TTS
- pipecat.services.sarvam.tts.language_to_sarvam_language(language)[source]
Convert Pipecat Language enum to Sarvam AI language codes.
- Parameters:
language (Language)
- Return type:
str | None
- class pipecat.services.sarvam.tts.SarvamTTSService(*, api_key, voice_id='anushka', model='bulbul:v2', aiohttp_session, base_url='https://api.sarvam.ai', sample_rate=None, params=None, **kwargs)[source]
Bases:
TTSService
Text-to-Speech service using Sarvam AI’s API.
Converts text to speech using Sarvam AI’s TTS models with support for multiple Indian languages. Provides control over voice characteristics like pitch, pace, and loudness.
- Parameters:
api_key (str) – Sarvam AI API subscription key.

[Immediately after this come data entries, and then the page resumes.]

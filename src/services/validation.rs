//! Field rules for every request the API accepts.

use chrono::{DateTime, NaiveDate, NaiveTime, Utc};
use serde_json::Value;

use crate::errors::{AppError, FieldError};
use crate::models::requests::{
    CreateBookingRequest, CreateWorkshopRequest, LoginRequest, RegisterRequest, TimeSlotRequest,
    UpdateWorkshopRequest,
};
use crate::models::{BookingStatus, NewTimeSlot, NewWorkshop, Role, WorkshopPatch};

pub const MIN_NAME_LEN: usize = 2;
pub const MIN_PASSWORD_LEN: usize = 6;
pub const MIN_TITLE_LEN: usize = 3;
pub const MIN_DESCRIPTION_LEN: usize = 10;
pub const MAX_CAPACITY: i64 = 100;
pub const MAX_TIME_SLOTS: usize = 10;

#[derive(Debug, Clone)]
pub struct Registration {
    pub name: String,
    pub email: String,
    pub password: String,
    pub role: Role,
}

#[derive(Debug, Clone)]
pub struct Credentials {
    pub email: String,
    pub password: String,
}

fn fail(message: &str, details: Vec<FieldError>) -> Result<(), AppError> {
    if details.is_empty() {
        Ok(())
    } else {
        Err(AppError::Validation {
            message: message.to_string(),
            details,
        })
    }
}

pub fn is_valid_email(email: &str) -> bool {
    if email.chars().any(char::is_whitespace) {
        return false;
    }
    let Some((local, domain)) = email.split_once('@') else {
        return false;
    };
    !local.is_empty()
        && !domain.contains('@')
        && domain.contains('.')
        && !domain.starts_with('.')
        && !domain.ends_with('.')
}

/// Accepts `H:MM` or `HH:MM` on a 24-hour clock and returns it zero-padded.
pub fn normalize_time(raw: &str) -> Option<String> {
    let (hours, minutes) = raw.trim().split_once(':')?;
    let digits = |s: &str| !s.is_empty() && s.chars().all(|c| c.is_ascii_digit());
    if !digits(hours) || hours.len() > 2 || !digits(minutes) || minutes.len() != 2 {
        return None;
    }
    let h: u32 = hours.parse().ok()?;
    let m: u32 = minutes.parse().ok()?;
    NaiveTime::from_hms_opt(h, m, 0)?;
    Some(format!("{h:02}:{m:02}"))
}

/// `YYYY-MM-DD`, or an RFC 3339 timestamp reduced to its UTC date.
pub fn parse_workshop_date(raw: &str) -> Option<NaiveDate> {
    let raw = raw.trim();
    NaiveDate::parse_from_str(raw, "%Y-%m-%d")
        .ok()
        .or_else(|| {
            DateTime::parse_from_rfc3339(raw)
                .ok()
                .map(|dt| dt.with_timezone(&Utc).date_naive())
        })
}

pub fn is_future_date(date: NaiveDate) -> bool {
    date > Utc::now().date_naive()
}

/// Positive integer id from a JSON number or a numeric string.
pub fn parse_positive_id(value: &Value) -> Option<i64> {
    let id = match value {
        Value::Number(n) => n.as_i64()?,
        Value::String(s) => s.trim().parse().ok()?,
        _ => return None,
    };
    (id > 0).then_some(id)
}

pub fn parse_path_id(raw: &str) -> Option<i64> {
    raw.trim().parse::<i64>().ok().filter(|id| *id > 0)
}

pub fn validate_registration(req: RegisterRequest) -> Result<Registration, AppError> {
    let mut details = Vec::new();

    let name = req.name.unwrap_or_default().trim().to_string();
    if name.chars().count() < MIN_NAME_LEN {
        details.push(FieldError::new("name", "Name must be at least 2 characters"));
    }

    let email = req.email.unwrap_or_default().trim().to_lowercase();
    if !is_valid_email(&email) {
        details.push(FieldError::new("email", "Invalid email address"));
    }

    let password = req.password.unwrap_or_default();
    if password.chars().count() < MIN_PASSWORD_LEN {
        details.push(FieldError::new("password", "Password must be at least 6 characters"));
    }

    let role = match req.role.as_deref() {
        None => Some(Role::Customer),
        Some(raw) => Role::parse(raw),
    };
    if role.is_none() {
        details.push(FieldError::new("role", "Role must be ADMIN or CUSTOMER"));
    }

    fail("Validation failed", details)?;

    Ok(Registration {
        name,
        email,
        password,
        role: role.unwrap_or(Role::Customer),
    })
}

pub fn validate_login(req: LoginRequest) -> Result<Credentials, AppError> {
    let mut details = Vec::new();

    let email = req.email.unwrap_or_default().trim().to_lowercase();
    if email.is_empty() {
        details.push(FieldError::new("email", "Email is required"));
    }
    let password = req.password.unwrap_or_default();
    if password.is_empty() {
        details.push(FieldError::new("password", "Password is required"));
    }

    fail("Validation failed", details)?;
    Ok(Credentials { email, password })
}

fn check_title(raw: String, details: &mut Vec<FieldError>) -> String {
    let title = raw.trim().to_string();
    if title.chars().count() < MIN_TITLE_LEN {
        details.push(FieldError::new("title", "Title must be at least 3 characters"));
    }
    title
}

fn check_description(raw: String, details: &mut Vec<FieldError>) -> String {
    let description = raw.trim().to_string();
    if description.chars().count() < MIN_DESCRIPTION_LEN {
        details.push(FieldError::new(
            "description",
            "Description must be at least 10 characters",
        ));
    }
    description
}

fn check_date(raw: &str, details: &mut Vec<FieldError>) -> Option<NaiveDate> {
    match parse_workshop_date(raw) {
        None => {
            details.push(FieldError::new("date", "Invalid date format"));
            None
        }
        Some(date) if !is_future_date(date) => {
            details.push(FieldError::new("date", "Date must be in the future"));
            None
        }
        Some(date) => Some(date),
    }
}

fn check_capacity(raw: &Value, details: &mut Vec<FieldError>) -> Option<i64> {
    match raw.as_i64() {
        Some(n) if (1..=MAX_CAPACITY).contains(&n) => Some(n),
        Some(n) if n > MAX_CAPACITY => {
            details.push(FieldError::new("maxCapacity", "Capacity cannot exceed 100"));
            None
        }
        Some(_) => {
            details.push(FieldError::new("maxCapacity", "Capacity must be positive"));
            None
        }
        None => {
            details.push(FieldError::new("maxCapacity", "Capacity must be an integer"));
            None
        }
    }
}

fn check_time_slot(index: usize, raw: &Value, details: &mut Vec<FieldError>) -> Option<NewTimeSlot> {
    let field = |name: &str| format!("timeSlots.{index}.{name}");

    let Ok(slot) = serde_json::from_value::<TimeSlotRequest>(raw.clone()) else {
        details.push(FieldError::new(format!("timeSlots.{index}"), "Invalid time slot"));
        return None;
    };

    let start = slot.start_time.as_deref().and_then(normalize_time);
    if start.is_none() {
        details.push(FieldError::new(field("startTime"), "Invalid time format (HH:MM)"));
    }
    let end = slot.end_time.as_deref().and_then(normalize_time);
    if end.is_none() {
        details.push(FieldError::new(field("endTime"), "Invalid time format (HH:MM)"));
    }

    let (start_time, end_time) = (start?, end?);
    // Zero-padded HH:MM compares correctly as text.
    if start_time >= end_time {
        details.push(FieldError::new(
            format!("timeSlots.{index}"),
            "End time must be after start time",
        ));
        return None;
    }
    Some(NewTimeSlot {
        start_time,
        end_time,
    })
}

pub fn validate_new_workshop(req: CreateWorkshopRequest) -> Result<NewWorkshop, AppError> {
    let mut details = Vec::new();

    let title = check_title(req.title.unwrap_or_default(), &mut details);
    let description = check_description(req.description.unwrap_or_default(), &mut details);

    let date = match req.date.as_deref() {
        Some(raw) => check_date(raw, &mut details),
        None => {
            details.push(FieldError::new("date", "Date is required"));
            None
        }
    };

    let max_capacity = match &req.max_capacity {
        Some(raw) => check_capacity(raw, &mut details),
        None => {
            details.push(FieldError::new("maxCapacity", "Capacity is required"));
            None
        }
    };

    let mut time_slots = Vec::new();
    match &req.time_slots {
        Some(Value::Array(items)) => {
            if items.is_empty() {
                details.push(FieldError::new("timeSlots", "At least one time slot is required"));
            } else if items.len() > MAX_TIME_SLOTS {
                details.push(FieldError::new("timeSlots", "Maximum 10 time slots per workshop"));
            } else {
                for (index, item) in items.iter().enumerate() {
                    if let Some(slot) = check_time_slot(index, item, &mut details) {
                        time_slots.push(slot);
                    }
                }
            }
        }
        Some(_) => details.push(FieldError::new("timeSlots", "timeSlots must be an array")),
        None => details.push(FieldError::new("timeSlots", "At least one time slot is required")),
    }

    fail("Workshop validation failed", details)?;

    match (date, max_capacity) {
        (Some(date), Some(max_capacity)) => Ok(NewWorkshop {
            title,
            description,
            date,
            max_capacity,
            time_slots,
        }),
        _ => Err(AppError::InvalidInput("Workshop validation failed".to_string())),
    }
}

pub fn validate_workshop_patch(req: UpdateWorkshopRequest) -> Result<WorkshopPatch, AppError> {
    let mut details = Vec::new();

    let patch = WorkshopPatch {
        title: req.title.map(|t| check_title(t, &mut details)),
        description: req.description.map(|d| check_description(d, &mut details)),
        date: req.date.as_deref().and_then(|d| check_date(d, &mut details)),
        max_capacity: req
            .max_capacity
            .as_ref()
            .and_then(|c| check_capacity(c, &mut details)),
    };

    fail("Workshop validation failed", details)?;
    Ok(patch)
}

pub fn validate_booking_request(req: &CreateBookingRequest) -> Result<(i64, i64), AppError> {
    let workshop_id = req.workshop_id.as_ref().and_then(parse_positive_id);
    let time_slot_id = req.time_slot_id.as_ref().and_then(parse_positive_id);

    match (workshop_id, time_slot_id) {
        (Some(w), Some(s)) => Ok((w, s)),
        _ => Err(AppError::InvalidInput(
            "Invalid workshop or timeSlot ID".to_string(),
        )),
    }
}

pub fn parse_status(raw: Option<&str>) -> Result<BookingStatus, AppError> {
    raw.and_then(BookingStatus::parse)
        .ok_or_else(|| AppError::InvalidInput("Invalid status".to_string()))
}
use std::sync::Arc;

use axum::extract::rejection::JsonRejection;
use axum::extract::{Request, State};
use axum::http::StatusCode;
use axum::middleware::Next;
use axum::response::{IntoResponse, Response};
use serde::Serialize;

use crate::state::AppState;

/// Message behind a 500, attached to the response so that
/// [`expose_internal_details`] can decide whether the client sees it.
#[derive(Debug, Clone)]
pub struct InternalDetail(pub String);

#[derive(Debug, Clone, Serialize, PartialEq)]
pub struct FieldError {
    pub field: String,
    pub message: String,
}

impl FieldError {
    pub fn new(field: impl Into<String>, message: impl Into<String>) -> Self {
        Self {
            field: field.into(),
            message: message.into(),
        }
    }
}

#[derive(Debug, thiserror::Error)]
pub enum AppError {
    #[error("database error: {0}")]
    Database(#[from] rusqlite::Error),

    #[error("internal error: {0}")]
    Internal(#[from] anyhow::Error),

    #[error("{0}")]
    InvalidInput(String),

    #[error("{message}")]
    Validation {
        message: String,
        details: Vec<FieldError>,
    },

    #[error("{0}")]
    InvalidState(String),

    #[error("{0}")]
    Unauthorized(String),

    #[error("{0}")]
    InvalidToken(String),

    #[error("{0}")]
    Forbidden(String),

    #[error("{0}")]
    NotFound(String),

    #[error("{0}")]
    Conflict(String),

    #[error("{0}")]
    Gone(String),
}

impl AppError {
    pub fn status(&self) -> StatusCode {
        match self {
            AppError::Database(_) | AppError::Internal(_) => StatusCode::INTERNAL_SERVER_ERROR,
            AppError::InvalidInput(_)
            | AppError::Validation { .. }
            | AppError::InvalidState(_)
            | AppError::InvalidToken(_) => StatusCode::BAD_REQUEST,
            AppError::Unauthorized(_) => StatusCode::UNAUTHORIZED,
            AppError::Forbidden(_) => StatusCode::FORBIDDEN,
            AppError::NotFound(_) => StatusCode::NOT_FOUND,
            AppError::Conflict(_) => StatusCode::CONFLICT,
            AppError::Gone(_) => StatusCode::GONE,
        }
    }
}

impl From<JsonRejection> for AppError {
    fn from(rejection: JsonRejection) -> Self {
        AppError::InvalidInput(rejection.body_text())
    }
}

impl IntoResponse for AppError {
    fn into_response(self) -> Response {
        let status = self.status();

        let body = match &self {
            AppError::Database(_) | AppError::Internal(_) => {
                tracing::error!(error = %self, "request failed");
                let mut res = (
                    status,
                    axum::Json(serde_json::json!({ "error": "Internal Server Error" })),
                )
                    .into_response();
                res.extensions_mut().insert(InternalDetail(self.to_string()));
                return res;
            }
            AppError::Validation { message, details } => {
                serde_json::json!({ "error": message, "details": details })
            }
            _ => serde_json::json!({ "error": self.to_string() }),
        };

        (status, axum::Json(body)).into_response()
    }
}

/// Outside production, rewrites 500 bodies to include the underlying error.
pub async fn expose_internal_details(
    State(state): State<Arc<AppState>>,
    req: Request,
    next: Next,
) -> Response {
    let res = next.run(req).await;
    if state.config.production {
        return res;
    }

    match res.extensions().get::<InternalDetail>() {
        Some(InternalDetail(detail)) => (
            res.status(),
            axum::Json(serde_json::json!({ "error": "Internal Server Error", "details": detail })),
        )
            .into_response(),
        None => res,
    }
}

voice_id (str) – Speaker voice ID (e.g., “anushka”, “meera”).
model (str) – TTS model to use (“bulbul:v1” or “bulbul:v2”).
aiohttp_session (ClientSession) – Shared aiohttp session for making requests.
base_url (str) – Sarvam AI API base URL.
sample_rate (int | None) – Audio sample rate in Hz (8000, 16000, 22050, 24000).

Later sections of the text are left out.